Exercise objective »
Two lines below mark the span: the one containing "let len = val" and the one containing "pub fn len(mut". Set down both, plus every line between, exactly as they stand, and nothing else.

Records to process »
● ● ● ● ●

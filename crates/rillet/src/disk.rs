//! Disk is responsible for the file I/O of a download.
//!
//! It is an actor: peers and the torrent talk to it with [`DiskMsg`]. Since it
//! owns the [`PieceManager`] too, every piece selection and reservation goes
//! through its queue, one at a time.
use std::{io::SeekFrom, path::Path, sync::Arc, time::Duration};

use tokio::{
    fs::{File, OpenOptions},
    io::{AsyncReadExt, AsyncSeekExt, AsyncWriteExt},
    sync::{mpsc, oneshot},
    time::{interval, MissedTickBehavior},
};
use tracing::{debug, info, warn};

use crate::{
    bitfield::{Bitfield, RltBitfield},
    error::Error,
    metainfo::MetaInfo,
    piece::PieceManager,
    selection::Selection,
    tcp_wire::{Block, BLOCK_LEN},
    torrent::TorrentMsg,
};

/// How often reservations are checked for expiry.
const EXPIRY_TICK: Duration = Duration::from_secs(1);

#[derive(Debug)]
pub enum DiskMsg {
    /// A peer sent a Have.
    MarkSeen(usize),
    /// A peer sent its Bitfield.
    PeerBitfield(Bitfield),
    /// Reserve the next piece to download from a peer that has `pieces`.
    RequestPiece {
        pieces: Option<Bitfield>,
        recipient: oneshot::Sender<Option<usize>>,
    },
    /// Write a block received from a peer, and validate the piece once all
    /// of its blocks are written.
    WriteBlock(Block),
    /// A peer went away with these pieces reserved.
    ReleasePieces(Vec<usize>),
    Select {
        selection: Selection,
        recipient: oneshot::Sender<Result<(), Error>>,
    },
    Deselect(Selection),
    Quit,
}

/// Create the output file, or truncate it, with the full content length.
pub async fn open_file(path: impl AsRef<Path>, len: u64) -> Result<File, Error> {
    let file = OpenOptions::new()
        .read(true)
        .write(true)
        .create(true)
        .truncate(true)
        .open(path)
        .await?;

    file.set_len(len).await?;

    Ok(file)
}

#[derive(Debug)]
pub struct Disk {
    pub tx: mpsc::Sender<DiskMsg>,
    rx: mpsc::Receiver<DiskMsg>,
    torrent_tx: mpsc::Sender<TorrentMsg>,
    file: File,
    meta: Arc<MetaInfo>,
    pieces: PieceManager,

    /// Blocks written so far, one bitfield per piece.
    blocks: Vec<Bitfield>,

    request_timeout: Duration,
}

impl Disk {
    pub fn new(
        file: File,
        meta: Arc<MetaInfo>,
        torrent_tx: mpsc::Sender<TorrentMsg>,
        request_timeout: Duration,
    ) -> Self {
        let (tx, rx) = mpsc::channel::<DiskMsg>(300);

        let total = meta.info.pieces();
        let blocks = (0..total)
            .map(|i| Bitfield::from_piece(meta.info.blocks_in_piece(i)))
            .collect();

        Self {
            tx,
            rx,
            torrent_tx,
            file,
            pieces: PieceManager::new(total),
            blocks,
            meta,
            request_timeout,
        }
    }

    #[tracing::instrument(skip_all, name = "disk::run")]
    pub async fn run(&mut self) -> Result<(), Error> {
        debug!("disk started event loop");

        let mut expiry_interval = interval(EXPIRY_TICK);
        expiry_interval.set_missed_tick_behavior(MissedTickBehavior::Delay);

        loop {
            tokio::select! {
                msg = self.rx.recv() => {
                    let Some(msg) = msg else { break };

                    match msg {
                        DiskMsg::MarkSeen(index) => {
                            self.pieces.mark_seen(index);
                        }
                        DiskMsg::PeerBitfield(bitfield) => {
                            self.pieces.mark_seen_bitfield(&bitfield);
                        }
                        DiskMsg::RequestPiece { pieces, recipient } => {
                            let piece = self.pieces.select_next_from(pieces.as_ref());
                            debug!("RequestPiece {piece:?}");
                            let _ = recipient.send(piece);
                        }
                        DiskMsg::WriteBlock(block) => {
                            self.write_block(block).await?;
                        }
                        DiskMsg::ReleasePieces(pieces) => {
                            debug!("ReleasePieces {pieces:?}");
                            self.pieces.release(&pieces);
                        }
                        DiskMsg::Select { selection, recipient } => {
                            debug!("Select {selection:?}");
                            let _ = recipient.send(self.pieces.select(selection));
                        }
                        DiskMsg::Deselect(selection) => {
                            debug!("Deselect {selection:?}");
                            self.pieces.deselect(&selection);
                        }
                        DiskMsg::Quit => {
                            debug!("Quit");
                            self.file.flush().await?;
                            return Ok(());
                        }
                    }
                }
                _ = expiry_interval.tick() => {
                    let expired = self.pieces.expire(self.request_timeout);
                    if !expired.is_empty() {
                        warn!("reservations expired for pieces {expired:?}");
                    }
                }
            }
        }

        self.file.flush().await?;
        Ok(())
    }

    /// Write a block at its place in the file.
    ///
    /// Blocks that don't match a request we would have made are dropped, as
    /// are blocks of pieces already verified.
    #[tracing::instrument(skip_all, fields(index = block.index, begin = block.begin))]
    pub async fn write_block(&mut self, block: Block) -> Result<(), Error> {
        let Block { index, begin, block } = block;

        if index >= self.pieces.total() || self.pieces.is_verified(index) {
            debug!("dropping block of piece {index}");
            return Ok(());
        }

        let piece_size = self.meta.info.piece_size(index);
        let block_index = (begin / BLOCK_LEN) as usize;
        let expected_len = piece_size
            .saturating_sub(begin as usize)
            .min(BLOCK_LEN as usize);

        if begin % BLOCK_LEN != 0
            || block_index >= self.blocks[index].len()
            || block.len() != expected_len
        {
            warn!("dropping invalid block of piece {index}, begin {begin}, len {}", block.len());
            return Ok(());
        }

        let offset = self.meta.info.piece_offset(index) + begin as u64;
        self.file.seek(SeekFrom::Start(offset)).await?;
        self.file.write_all(&block).await?;

        self.blocks[index].set(block_index, true);

        if !self.blocks[index].all() {
            return Ok(());
        }

        match self.validate_piece(index).await {
            Ok(()) => {
                if self.pieces.mark_verified(index) {
                    info!("piece {index} verified");
                    self.torrent_tx.send(TorrentMsg::PieceVerified(index)).await?;
                }
            }
            Err(Error::PieceInvalid) => {
                warn!("piece {index} is corrupted, requeueing it");
                self.pieces.reset(index);
                self.blocks[index].fill(false);
            }
            Err(e) => return Err(e),
        }

        Ok(())
    }

    /// Read a piece back from the file and compare its hash with the one in
    /// the metainfo.
    pub async fn validate_piece(&mut self, index: usize) -> Result<(), Error> {
        let hash_from_info = self.meta.info.piece_hash(index).ok_or(Error::PieceInvalid)?;

        let mut buf = vec![0u8; self.meta.info.piece_size(index)];
        self.file.seek(SeekFrom::Start(self.meta.info.piece_offset(index))).await?;
        self.file.read_exact(&mut buf).await?;

        let mut hash = sha1_smol::Sha1::new();
        hash.update(&buf);

        if hash.digest().bytes() != hash_from_info {
            return Err(Error::PieceInvalid);
        }

        Ok(())
    }
}

#[cfg(test)]
mod tests {
    use std::path::PathBuf;

    use super::*;
    use crate::metainfo::Info;

    fn tmp_path(name: &str) -> PathBuf {
        std::env::temp_dir().join(format!("rillet-disk-{}-{name}", std::process::id()))
    }

    /// 2 pieces: one of 2 blocks, and a shorter last piece.
    fn meta(content: &[u8]) -> MetaInfo {
        let piece_length = 2 * BLOCK_LEN as usize;
        let pieces = content
            .chunks(piece_length)
            .flat_map(|piece| sha1_smol::Sha1::from(piece).digest().bytes())
            .collect();

        MetaInfo {
            announce: "http://localhost/announce".into(),
            info: Info {
                file_length: Some(content.len()),
                name: "content".into(),
                piece_length,
                pieces,
                ..Default::default()
            },
        }
    }

    fn block(content: &[u8], index: usize, begin: u32, len: usize) -> Block {
        let start = index * 2 * BLOCK_LEN as usize + begin as usize;
        Block { index, begin, block: content[start..start + len].to_vec() }
    }

    async fn disk(name: &str, content: &[u8]) -> (Disk, mpsc::Receiver<TorrentMsg>, PathBuf) {
        let meta = Arc::new(meta(content));
        let path = tmp_path(name);
        let file = open_file(&path, content.len() as u64).await.unwrap();
        let (torrent_tx, torrent_rx) = mpsc::channel(10);

        (Disk::new(file, meta, torrent_tx, Duration::from_secs(30)), torrent_rx, path)
    }

    #[tokio::test]
    async fn write_and_verify() {
        let content: Vec<u8> = (0..40_000u32).map(|i| (i % 251) as u8).collect();
        let (mut disk, mut torrent_rx, path) = disk("verify", &content).await;
        let b = BLOCK_LEN as usize;

        disk.write_block(block(&content, 0, BLOCK_LEN, b)).await.unwrap();
        assert!(torrent_rx.try_recv().is_err());

        disk.write_block(block(&content, 0, 0, b)).await.unwrap();
        assert!(matches!(torrent_rx.try_recv(), Ok(TorrentMsg::PieceVerified(0))));

        disk.write_block(block(&content, 1, 0, 40_000 - 2 * b)).await.unwrap();
        assert!(matches!(torrent_rx.try_recv(), Ok(TorrentMsg::PieceVerified(1))));

        // a late duplicate is ignored
        disk.write_block(block(&content, 1, 0, 40_000 - 2 * b)).await.unwrap();
        assert!(torrent_rx.try_recv().is_err());

        disk.file.flush().await.unwrap();
        assert_eq!(tokio::fs::read(&path).await.unwrap(), content);
        let _ = tokio::fs::remove_file(&path).await;
    }

    #[tokio::test]
    async fn corrupted_piece_is_requeued() {
        let content: Vec<u8> = (0..40_000u32).map(|i| (i % 7) as u8).collect();
        let (mut disk, mut torrent_rx, path) = disk("corrupt", &content).await;

        assert_eq!(disk.pieces.select_next(), Some(0));

        let mut bad = block(&content, 0, 0, BLOCK_LEN as usize);
        bad.block[0] ^= 0xFF;
        disk.write_block(bad).await.unwrap();
        disk.write_block(block(&content, 0, BLOCK_LEN, BLOCK_LEN as usize)).await.unwrap();

        assert!(torrent_rx.try_recv().is_err());
        assert!(!disk.pieces.is_verified(0));
        assert!(disk.blocks[0].not_any());
        // back in the pool
        assert_eq!(disk.pieces.select_next(), Some(0));

        let _ = tokio::fs::remove_file(&path).await;
    }

    #[tokio::test]
    async fn invalid_blocks_are_dropped() {
        let content = vec![1u8; 40_000];
        let (mut disk, _torrent_rx, path) = disk("invalid", &content).await;

        // not aligned
        disk.write_block(Block { index: 0, begin: 10, block: vec![1; 10] }).await.unwrap();
        // wrong length
        disk.write_block(Block { index: 1, begin: 0, block: vec![1; 10] }).await.unwrap();
        // out of range
        disk.write_block(Block { index: 9, begin: 0, block: vec![1; 10] }).await.unwrap();

        assert!(disk.blocks.iter().all(|b| b.not_any()));
        let _ = tokio::fs::remove_file(&path).await;
    }

    #[tokio::test]
    async fn run_answers_requests_until_quit() {
        let content = vec![3u8; 40_000];
        let (mut disk, _torrent_rx, path) = disk("run", &content).await;
        let tx = disk.tx.clone();

        let handle = tokio::spawn(async move { disk.run().await });

        tx.send(DiskMsg::MarkSeen(1)).await.unwrap();

        let (otx, orx) = oneshot::channel();
        tx.send(DiskMsg::RequestPiece { pieces: None, recipient: otx }).await.unwrap();
        assert_eq!(orx.await.unwrap(), Some(1));

        tx.send(DiskMsg::ReleasePieces(vec![1])).await.unwrap();

        let (otx, orx) = oneshot::channel();
        let selection = Selection::new(0, 0).with_priority(1);
        tx.send(DiskMsg::Select { selection, recipient: otx }).await.unwrap();
        assert!(orx.await.unwrap().is_ok());

        let (otx, orx) = oneshot::channel();
        tx.send(DiskMsg::RequestPiece { pieces: None, recipient: otx }).await.unwrap();
        assert_eq!(orx.await.unwrap(), Some(0));

        tx.send(DiskMsg::Quit).await.unwrap();
        handle.await.unwrap().unwrap();

        let _ = tokio::fs::remove_file(&path).await;
    }
}
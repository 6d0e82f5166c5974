//! Documentation of the "TCP Wire" protocol between Peers in the network.
//! Peers will follow this protocol to exchange information about torrents.
//!
//! A connection starts with a [`Handshake`] using the [`HandshakeCodec`],
//! and then switches to the [`CoreCodec`] for every other message.
mod handshake;
mod messages;

pub use handshake::*;
pub use messages::*;

use bytes::{BufMut, BytesMut};
use tokio::io;

use crate::error::Error;

/// The default block_len that most clients support, some clients drop
/// the connection on blocks larger than this value.
///
/// The last block of a piece might be smaller.
pub const BLOCK_LEN: u32 = 16384;

/// Protocol String
/// String identifier of the string "BitTorrent protocol", in bytes.
pub const PSTR: [u8; 19] = *b"BitTorrent protocol";

/// A Block is a subset of a Piece,
/// pieces are subsets of the entire Torrent data.
///
/// When peers send data to us, they send us Blocks.
/// This happens on the "Piece" message of the peer wire protocol.
#[derive(Clone, Debug, PartialEq, Eq, Hash)]
pub struct Block {
    /// The index of the piece this block belongs to.
    pub index: usize,
    /// The zero-based byte offset into the piece.
    pub begin: u32,
    /// The block's data. 16 KiB most of the times,
    /// but the last block of a piece *might* be smaller.
    pub block: Vec<u8>,
}

/// The representation of a [`Block`].
///
/// When we ask a peer to give us a [`Block`], we send this struct,
/// using the "Request" message of the tcp wire protocol.
#[derive(Clone, Debug, PartialEq, Eq, Hash)]
pub struct BlockInfo {
    /// The index of the piece of which this is a block.
    pub index: u32,
    /// The zero-based byte offset into the piece.
    pub begin: u32,
    /// The block's length in bytes. <= 16 KiB
    pub len: u32,
}

impl Default for BlockInfo {
    fn default() -> Self {
        Self { index: 0, begin: 0, len: BLOCK_LEN }
    }
}

impl TryFrom<&Block> for BlockInfo {
    type Error = Error;

    fn try_from(val: &Block) -> Result<Self, Self::Error> {
        let index = val
            .index
            .try_into()
            .map_err(|e| io::Error::new(io::ErrorKind::InvalidInput, e))?;
        let len = val
            .block
            .len()
            .try_into()
            .map_err(|e| io::Error::new(io::ErrorKind::InvalidInput, e))?;

        Ok(BlockInfo { index, begin: val.begin, len })
    }
}

impl BlockInfo {
    pub fn new() -> Self {
        Self::default()
    }
    pub fn index(mut self, index: u32) -> Self {
        self.index = index;
        self
    }
    pub fn begin(mut self, begin: u32) -> Self {
        self.begin = begin;
        self
    }
    pub fn len(mut self, len: u32) -> Self {
        self.len = len;
        self
    }
    /// Encodes the block info in the network binary protocol's format into the
    /// given buffer.
    pub fn encode(&self, buf: &mut BytesMut) {
        buf.put_u32(self.index);
        buf.put_u32(self.begin);
        buf.put_u32(self.len);
    }
}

● ● ● ● ●

Task answer »
        let len = val
            .block
            .len()
            .try_into()
            .map_err(|e| io::Error::new(io::ErrorKind::InvalidInput, e))?;

        Ok(BlockInfo { index, begin: val.begin, len })
    }
}

impl BlockInfo {
    pub fn new() -> Self {
        Self::default()
    }
    pub fn index(mut self, index: u32) -> Self {
        self.index = index;
        self
    }
    pub fn begin(mut self, begin: u32) -> Self {
        self.begin = begin;
        self
    }
    pub fn len(mut self, len: u32) -> Self {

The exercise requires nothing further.